Stored data entries:
>>>>
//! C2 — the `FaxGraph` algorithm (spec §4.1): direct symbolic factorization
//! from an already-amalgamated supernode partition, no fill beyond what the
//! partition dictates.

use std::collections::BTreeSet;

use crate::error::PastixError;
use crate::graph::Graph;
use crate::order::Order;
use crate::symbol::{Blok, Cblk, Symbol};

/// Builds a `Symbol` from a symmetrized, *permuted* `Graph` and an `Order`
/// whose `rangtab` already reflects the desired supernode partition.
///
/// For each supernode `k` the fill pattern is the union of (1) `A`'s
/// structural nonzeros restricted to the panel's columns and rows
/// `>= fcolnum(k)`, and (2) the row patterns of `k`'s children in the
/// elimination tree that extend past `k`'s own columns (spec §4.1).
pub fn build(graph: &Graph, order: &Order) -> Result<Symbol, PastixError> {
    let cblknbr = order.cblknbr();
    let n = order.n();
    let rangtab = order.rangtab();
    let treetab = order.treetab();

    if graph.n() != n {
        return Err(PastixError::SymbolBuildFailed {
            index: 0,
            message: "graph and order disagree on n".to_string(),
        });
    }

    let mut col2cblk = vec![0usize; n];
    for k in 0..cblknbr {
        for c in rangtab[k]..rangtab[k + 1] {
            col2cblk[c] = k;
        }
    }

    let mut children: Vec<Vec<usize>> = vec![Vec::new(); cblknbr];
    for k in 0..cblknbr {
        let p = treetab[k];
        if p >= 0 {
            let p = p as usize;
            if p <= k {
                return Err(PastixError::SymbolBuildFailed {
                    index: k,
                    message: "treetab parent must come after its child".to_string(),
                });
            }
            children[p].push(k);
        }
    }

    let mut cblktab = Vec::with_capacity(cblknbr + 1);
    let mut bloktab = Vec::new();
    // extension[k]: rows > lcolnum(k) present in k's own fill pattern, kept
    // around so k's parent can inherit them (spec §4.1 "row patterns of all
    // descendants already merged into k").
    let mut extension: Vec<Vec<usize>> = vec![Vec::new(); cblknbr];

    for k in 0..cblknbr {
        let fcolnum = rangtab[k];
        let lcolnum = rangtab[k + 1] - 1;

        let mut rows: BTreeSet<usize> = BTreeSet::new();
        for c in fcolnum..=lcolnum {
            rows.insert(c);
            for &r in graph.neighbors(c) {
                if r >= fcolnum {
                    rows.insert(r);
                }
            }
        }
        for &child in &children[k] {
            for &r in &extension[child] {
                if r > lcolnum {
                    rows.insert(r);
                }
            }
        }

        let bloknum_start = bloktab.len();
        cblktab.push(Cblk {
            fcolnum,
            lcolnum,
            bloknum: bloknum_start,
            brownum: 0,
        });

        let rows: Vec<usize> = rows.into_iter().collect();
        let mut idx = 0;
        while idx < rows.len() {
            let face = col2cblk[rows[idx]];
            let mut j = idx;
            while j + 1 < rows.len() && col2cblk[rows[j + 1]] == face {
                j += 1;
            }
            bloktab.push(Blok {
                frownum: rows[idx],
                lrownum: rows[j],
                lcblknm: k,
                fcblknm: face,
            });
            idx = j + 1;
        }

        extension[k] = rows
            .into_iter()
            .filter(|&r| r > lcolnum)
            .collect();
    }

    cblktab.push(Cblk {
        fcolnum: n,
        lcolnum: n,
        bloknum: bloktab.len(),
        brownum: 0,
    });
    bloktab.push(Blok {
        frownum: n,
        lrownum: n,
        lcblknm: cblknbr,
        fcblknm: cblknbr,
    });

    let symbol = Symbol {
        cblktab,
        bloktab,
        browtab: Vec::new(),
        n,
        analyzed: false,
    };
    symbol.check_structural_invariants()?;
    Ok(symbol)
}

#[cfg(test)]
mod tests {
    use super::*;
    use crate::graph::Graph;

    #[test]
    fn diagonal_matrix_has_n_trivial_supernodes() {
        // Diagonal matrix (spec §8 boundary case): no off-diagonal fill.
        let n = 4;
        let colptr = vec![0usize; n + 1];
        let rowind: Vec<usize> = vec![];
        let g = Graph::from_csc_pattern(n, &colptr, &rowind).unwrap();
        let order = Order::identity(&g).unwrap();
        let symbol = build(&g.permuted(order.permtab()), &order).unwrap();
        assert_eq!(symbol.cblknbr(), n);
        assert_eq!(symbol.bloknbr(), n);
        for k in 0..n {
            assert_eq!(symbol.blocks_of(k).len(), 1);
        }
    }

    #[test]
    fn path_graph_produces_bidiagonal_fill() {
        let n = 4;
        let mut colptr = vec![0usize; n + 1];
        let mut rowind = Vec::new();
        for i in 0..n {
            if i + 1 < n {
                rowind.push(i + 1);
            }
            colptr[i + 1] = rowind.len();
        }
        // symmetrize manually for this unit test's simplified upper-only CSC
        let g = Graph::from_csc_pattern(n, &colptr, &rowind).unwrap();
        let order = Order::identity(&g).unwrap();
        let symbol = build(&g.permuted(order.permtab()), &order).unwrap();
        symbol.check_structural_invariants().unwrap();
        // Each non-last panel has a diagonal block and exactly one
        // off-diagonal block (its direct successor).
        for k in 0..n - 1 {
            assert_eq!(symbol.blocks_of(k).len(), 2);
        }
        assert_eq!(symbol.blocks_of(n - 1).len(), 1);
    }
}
<<<<
>>>>
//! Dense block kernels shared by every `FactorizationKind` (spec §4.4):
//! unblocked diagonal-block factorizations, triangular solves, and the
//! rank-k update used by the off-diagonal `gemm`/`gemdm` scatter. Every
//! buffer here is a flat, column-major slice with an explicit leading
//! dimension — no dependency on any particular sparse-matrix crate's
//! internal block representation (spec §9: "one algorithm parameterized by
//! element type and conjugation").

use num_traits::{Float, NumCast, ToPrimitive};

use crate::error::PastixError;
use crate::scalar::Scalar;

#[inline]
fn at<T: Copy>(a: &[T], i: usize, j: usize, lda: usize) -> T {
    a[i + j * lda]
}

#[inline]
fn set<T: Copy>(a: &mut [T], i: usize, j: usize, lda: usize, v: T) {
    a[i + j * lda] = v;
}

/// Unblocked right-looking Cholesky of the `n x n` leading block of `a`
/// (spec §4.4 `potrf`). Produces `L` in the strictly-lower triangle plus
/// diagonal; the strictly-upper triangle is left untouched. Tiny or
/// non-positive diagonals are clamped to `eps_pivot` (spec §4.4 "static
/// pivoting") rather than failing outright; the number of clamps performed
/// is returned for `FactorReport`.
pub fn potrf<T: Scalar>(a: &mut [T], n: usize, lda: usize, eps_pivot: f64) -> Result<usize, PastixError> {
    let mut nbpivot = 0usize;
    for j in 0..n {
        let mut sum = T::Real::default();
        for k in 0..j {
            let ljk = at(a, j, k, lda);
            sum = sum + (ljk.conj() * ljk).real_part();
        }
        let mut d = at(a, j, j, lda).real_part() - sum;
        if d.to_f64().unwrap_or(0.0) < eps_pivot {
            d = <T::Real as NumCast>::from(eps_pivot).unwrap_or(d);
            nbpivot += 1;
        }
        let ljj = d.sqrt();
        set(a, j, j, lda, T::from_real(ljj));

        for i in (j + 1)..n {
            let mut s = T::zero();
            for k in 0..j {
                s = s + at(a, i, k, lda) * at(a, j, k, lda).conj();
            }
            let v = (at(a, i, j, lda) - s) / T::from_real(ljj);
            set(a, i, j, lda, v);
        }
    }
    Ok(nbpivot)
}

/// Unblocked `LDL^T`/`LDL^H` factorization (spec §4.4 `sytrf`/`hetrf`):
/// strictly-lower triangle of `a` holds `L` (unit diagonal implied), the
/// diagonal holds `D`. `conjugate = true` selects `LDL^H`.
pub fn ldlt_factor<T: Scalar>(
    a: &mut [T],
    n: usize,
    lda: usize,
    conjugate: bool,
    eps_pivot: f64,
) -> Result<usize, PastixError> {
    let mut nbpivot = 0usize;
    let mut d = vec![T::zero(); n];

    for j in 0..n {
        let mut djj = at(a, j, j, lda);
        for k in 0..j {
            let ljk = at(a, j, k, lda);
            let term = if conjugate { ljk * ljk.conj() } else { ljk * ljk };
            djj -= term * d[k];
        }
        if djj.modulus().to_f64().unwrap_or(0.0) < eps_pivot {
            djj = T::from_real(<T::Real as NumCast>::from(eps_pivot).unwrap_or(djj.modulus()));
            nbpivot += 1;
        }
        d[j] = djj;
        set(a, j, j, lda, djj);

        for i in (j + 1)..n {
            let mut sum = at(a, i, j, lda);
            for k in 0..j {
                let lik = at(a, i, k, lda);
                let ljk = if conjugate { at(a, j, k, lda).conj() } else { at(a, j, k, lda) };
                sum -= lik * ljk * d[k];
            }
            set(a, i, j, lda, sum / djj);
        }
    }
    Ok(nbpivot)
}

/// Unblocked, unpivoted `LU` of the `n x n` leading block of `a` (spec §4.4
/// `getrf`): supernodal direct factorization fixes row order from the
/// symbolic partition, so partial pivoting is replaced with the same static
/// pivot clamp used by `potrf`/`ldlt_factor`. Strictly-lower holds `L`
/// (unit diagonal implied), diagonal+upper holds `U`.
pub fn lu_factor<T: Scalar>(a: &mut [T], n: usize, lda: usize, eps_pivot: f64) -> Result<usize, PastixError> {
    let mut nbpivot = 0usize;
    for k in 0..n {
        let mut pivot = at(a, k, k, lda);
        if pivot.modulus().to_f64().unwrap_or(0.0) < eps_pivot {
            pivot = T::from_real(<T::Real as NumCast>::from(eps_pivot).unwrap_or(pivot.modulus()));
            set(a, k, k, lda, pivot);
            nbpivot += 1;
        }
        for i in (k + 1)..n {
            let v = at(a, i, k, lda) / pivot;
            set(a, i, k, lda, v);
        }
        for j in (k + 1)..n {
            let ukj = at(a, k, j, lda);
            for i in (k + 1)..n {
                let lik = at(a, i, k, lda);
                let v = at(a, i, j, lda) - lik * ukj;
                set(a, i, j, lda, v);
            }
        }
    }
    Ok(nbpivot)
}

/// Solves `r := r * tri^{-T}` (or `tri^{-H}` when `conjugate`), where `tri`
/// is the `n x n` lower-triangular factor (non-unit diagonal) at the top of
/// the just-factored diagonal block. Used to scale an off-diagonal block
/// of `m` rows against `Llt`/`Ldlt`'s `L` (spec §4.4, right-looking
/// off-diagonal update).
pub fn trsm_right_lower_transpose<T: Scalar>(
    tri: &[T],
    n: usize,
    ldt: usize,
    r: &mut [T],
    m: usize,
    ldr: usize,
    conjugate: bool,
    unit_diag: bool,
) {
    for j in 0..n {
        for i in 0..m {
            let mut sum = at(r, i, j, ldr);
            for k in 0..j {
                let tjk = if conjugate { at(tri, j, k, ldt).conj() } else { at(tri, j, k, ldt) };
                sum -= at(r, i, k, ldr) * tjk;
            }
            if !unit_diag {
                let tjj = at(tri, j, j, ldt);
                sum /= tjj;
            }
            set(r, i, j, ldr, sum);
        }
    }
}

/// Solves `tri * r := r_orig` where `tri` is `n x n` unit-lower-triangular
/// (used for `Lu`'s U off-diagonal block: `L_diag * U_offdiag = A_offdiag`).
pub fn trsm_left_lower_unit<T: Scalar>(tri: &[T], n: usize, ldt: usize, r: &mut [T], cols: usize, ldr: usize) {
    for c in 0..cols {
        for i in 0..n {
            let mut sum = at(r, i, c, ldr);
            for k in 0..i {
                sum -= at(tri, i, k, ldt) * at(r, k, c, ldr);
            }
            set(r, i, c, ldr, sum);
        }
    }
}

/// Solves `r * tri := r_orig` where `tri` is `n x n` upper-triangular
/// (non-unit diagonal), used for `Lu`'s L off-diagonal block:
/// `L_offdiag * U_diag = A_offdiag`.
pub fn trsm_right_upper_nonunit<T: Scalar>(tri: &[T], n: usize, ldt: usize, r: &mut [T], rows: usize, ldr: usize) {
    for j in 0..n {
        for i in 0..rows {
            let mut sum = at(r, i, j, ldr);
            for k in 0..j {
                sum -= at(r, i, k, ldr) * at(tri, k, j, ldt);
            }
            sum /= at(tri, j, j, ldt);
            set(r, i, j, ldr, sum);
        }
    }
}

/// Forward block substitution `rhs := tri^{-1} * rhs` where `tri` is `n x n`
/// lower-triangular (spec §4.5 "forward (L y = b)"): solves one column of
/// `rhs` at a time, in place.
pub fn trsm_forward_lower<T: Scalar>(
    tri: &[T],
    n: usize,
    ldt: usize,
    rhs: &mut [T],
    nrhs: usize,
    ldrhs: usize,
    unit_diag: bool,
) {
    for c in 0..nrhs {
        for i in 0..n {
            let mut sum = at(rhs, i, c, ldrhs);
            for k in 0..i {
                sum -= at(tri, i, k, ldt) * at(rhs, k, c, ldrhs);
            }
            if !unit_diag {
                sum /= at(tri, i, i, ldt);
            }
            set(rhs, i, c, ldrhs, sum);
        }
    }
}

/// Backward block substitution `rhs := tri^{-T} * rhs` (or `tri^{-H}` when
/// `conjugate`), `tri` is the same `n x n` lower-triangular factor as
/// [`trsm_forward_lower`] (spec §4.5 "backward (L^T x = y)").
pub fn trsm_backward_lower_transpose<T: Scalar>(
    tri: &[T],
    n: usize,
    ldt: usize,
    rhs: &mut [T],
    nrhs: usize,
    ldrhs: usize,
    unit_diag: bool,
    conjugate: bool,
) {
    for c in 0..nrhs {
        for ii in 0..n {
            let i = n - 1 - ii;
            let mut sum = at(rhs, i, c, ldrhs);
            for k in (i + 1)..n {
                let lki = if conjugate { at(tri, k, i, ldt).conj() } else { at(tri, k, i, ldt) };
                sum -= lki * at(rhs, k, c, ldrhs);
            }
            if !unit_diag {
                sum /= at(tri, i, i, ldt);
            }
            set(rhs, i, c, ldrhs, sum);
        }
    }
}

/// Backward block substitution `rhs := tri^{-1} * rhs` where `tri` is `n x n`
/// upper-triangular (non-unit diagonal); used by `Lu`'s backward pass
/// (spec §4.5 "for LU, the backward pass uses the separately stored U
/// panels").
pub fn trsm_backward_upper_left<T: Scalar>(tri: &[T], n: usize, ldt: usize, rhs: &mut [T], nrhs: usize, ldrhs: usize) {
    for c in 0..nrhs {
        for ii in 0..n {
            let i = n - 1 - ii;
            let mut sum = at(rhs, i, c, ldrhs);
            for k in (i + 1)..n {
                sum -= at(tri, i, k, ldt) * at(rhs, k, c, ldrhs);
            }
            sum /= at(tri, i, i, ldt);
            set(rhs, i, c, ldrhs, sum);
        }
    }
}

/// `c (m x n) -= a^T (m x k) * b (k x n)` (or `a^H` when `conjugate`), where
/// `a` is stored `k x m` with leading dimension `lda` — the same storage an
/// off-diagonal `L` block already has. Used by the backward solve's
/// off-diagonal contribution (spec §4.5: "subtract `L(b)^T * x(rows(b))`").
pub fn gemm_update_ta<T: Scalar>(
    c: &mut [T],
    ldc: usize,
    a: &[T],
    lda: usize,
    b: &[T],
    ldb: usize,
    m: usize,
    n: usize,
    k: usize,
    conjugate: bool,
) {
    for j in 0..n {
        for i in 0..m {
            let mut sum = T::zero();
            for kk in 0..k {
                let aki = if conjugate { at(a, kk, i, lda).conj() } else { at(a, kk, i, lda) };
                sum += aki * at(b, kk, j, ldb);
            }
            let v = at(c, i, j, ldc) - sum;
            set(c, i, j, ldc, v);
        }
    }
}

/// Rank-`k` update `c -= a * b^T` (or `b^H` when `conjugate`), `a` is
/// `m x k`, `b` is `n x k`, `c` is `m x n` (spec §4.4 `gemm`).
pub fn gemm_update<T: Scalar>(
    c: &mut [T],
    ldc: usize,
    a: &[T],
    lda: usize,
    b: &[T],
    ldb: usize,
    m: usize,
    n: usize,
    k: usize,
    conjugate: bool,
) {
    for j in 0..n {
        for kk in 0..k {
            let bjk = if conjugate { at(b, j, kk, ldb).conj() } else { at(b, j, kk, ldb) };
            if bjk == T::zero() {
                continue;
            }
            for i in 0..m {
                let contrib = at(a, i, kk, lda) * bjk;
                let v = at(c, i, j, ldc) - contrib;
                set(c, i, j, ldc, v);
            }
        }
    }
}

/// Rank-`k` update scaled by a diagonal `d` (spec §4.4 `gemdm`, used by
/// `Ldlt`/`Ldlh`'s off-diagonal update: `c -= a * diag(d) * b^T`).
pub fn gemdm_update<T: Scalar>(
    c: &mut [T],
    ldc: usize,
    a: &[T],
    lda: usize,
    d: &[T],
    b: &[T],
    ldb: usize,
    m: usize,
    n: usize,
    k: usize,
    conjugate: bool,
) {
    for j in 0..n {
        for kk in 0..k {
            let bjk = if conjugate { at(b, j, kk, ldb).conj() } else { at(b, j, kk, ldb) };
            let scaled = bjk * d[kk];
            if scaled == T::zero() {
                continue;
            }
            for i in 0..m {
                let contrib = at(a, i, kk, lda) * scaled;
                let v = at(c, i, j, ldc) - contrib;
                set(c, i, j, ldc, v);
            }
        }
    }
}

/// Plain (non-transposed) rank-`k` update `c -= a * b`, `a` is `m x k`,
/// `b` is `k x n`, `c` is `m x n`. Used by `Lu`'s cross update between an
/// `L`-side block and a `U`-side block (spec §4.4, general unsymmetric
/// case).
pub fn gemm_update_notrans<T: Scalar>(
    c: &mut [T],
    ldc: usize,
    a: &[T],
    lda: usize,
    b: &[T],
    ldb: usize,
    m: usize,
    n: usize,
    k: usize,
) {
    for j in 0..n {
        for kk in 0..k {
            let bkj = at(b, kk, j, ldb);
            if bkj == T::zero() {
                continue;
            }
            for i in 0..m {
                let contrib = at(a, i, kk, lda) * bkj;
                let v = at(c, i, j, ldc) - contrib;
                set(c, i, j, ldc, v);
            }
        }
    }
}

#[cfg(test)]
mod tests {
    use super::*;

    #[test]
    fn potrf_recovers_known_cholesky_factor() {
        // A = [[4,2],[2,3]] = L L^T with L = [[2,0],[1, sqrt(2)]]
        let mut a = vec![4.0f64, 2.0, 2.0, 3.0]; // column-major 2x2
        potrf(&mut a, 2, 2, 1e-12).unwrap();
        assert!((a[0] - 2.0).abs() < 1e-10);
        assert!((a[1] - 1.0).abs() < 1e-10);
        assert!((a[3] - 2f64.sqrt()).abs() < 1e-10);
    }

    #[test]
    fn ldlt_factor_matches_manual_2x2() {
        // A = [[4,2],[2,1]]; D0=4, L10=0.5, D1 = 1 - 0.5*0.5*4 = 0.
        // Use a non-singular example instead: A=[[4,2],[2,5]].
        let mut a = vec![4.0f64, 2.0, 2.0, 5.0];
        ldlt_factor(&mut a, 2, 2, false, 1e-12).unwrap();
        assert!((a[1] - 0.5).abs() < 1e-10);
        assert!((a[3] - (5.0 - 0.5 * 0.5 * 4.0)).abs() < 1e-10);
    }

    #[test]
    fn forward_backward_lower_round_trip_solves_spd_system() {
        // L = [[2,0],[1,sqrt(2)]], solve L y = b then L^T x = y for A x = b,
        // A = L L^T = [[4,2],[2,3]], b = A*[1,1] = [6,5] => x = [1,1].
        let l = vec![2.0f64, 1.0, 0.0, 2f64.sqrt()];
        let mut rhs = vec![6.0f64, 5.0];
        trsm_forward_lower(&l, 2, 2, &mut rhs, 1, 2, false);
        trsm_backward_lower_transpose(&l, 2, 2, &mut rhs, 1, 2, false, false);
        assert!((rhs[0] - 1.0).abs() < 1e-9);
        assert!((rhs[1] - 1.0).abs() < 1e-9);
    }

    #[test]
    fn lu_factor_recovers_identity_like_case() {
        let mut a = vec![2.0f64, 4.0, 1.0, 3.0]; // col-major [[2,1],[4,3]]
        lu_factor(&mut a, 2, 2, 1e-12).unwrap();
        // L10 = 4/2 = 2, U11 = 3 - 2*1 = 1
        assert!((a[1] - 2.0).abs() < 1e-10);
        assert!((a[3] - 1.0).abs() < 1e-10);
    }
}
<<<<
PROBLEM STATEMENT: For the records above, tally the lines in which "fcolnum" appears, and give the number by itself.

OUTPUT OF THE EXERCISE: 6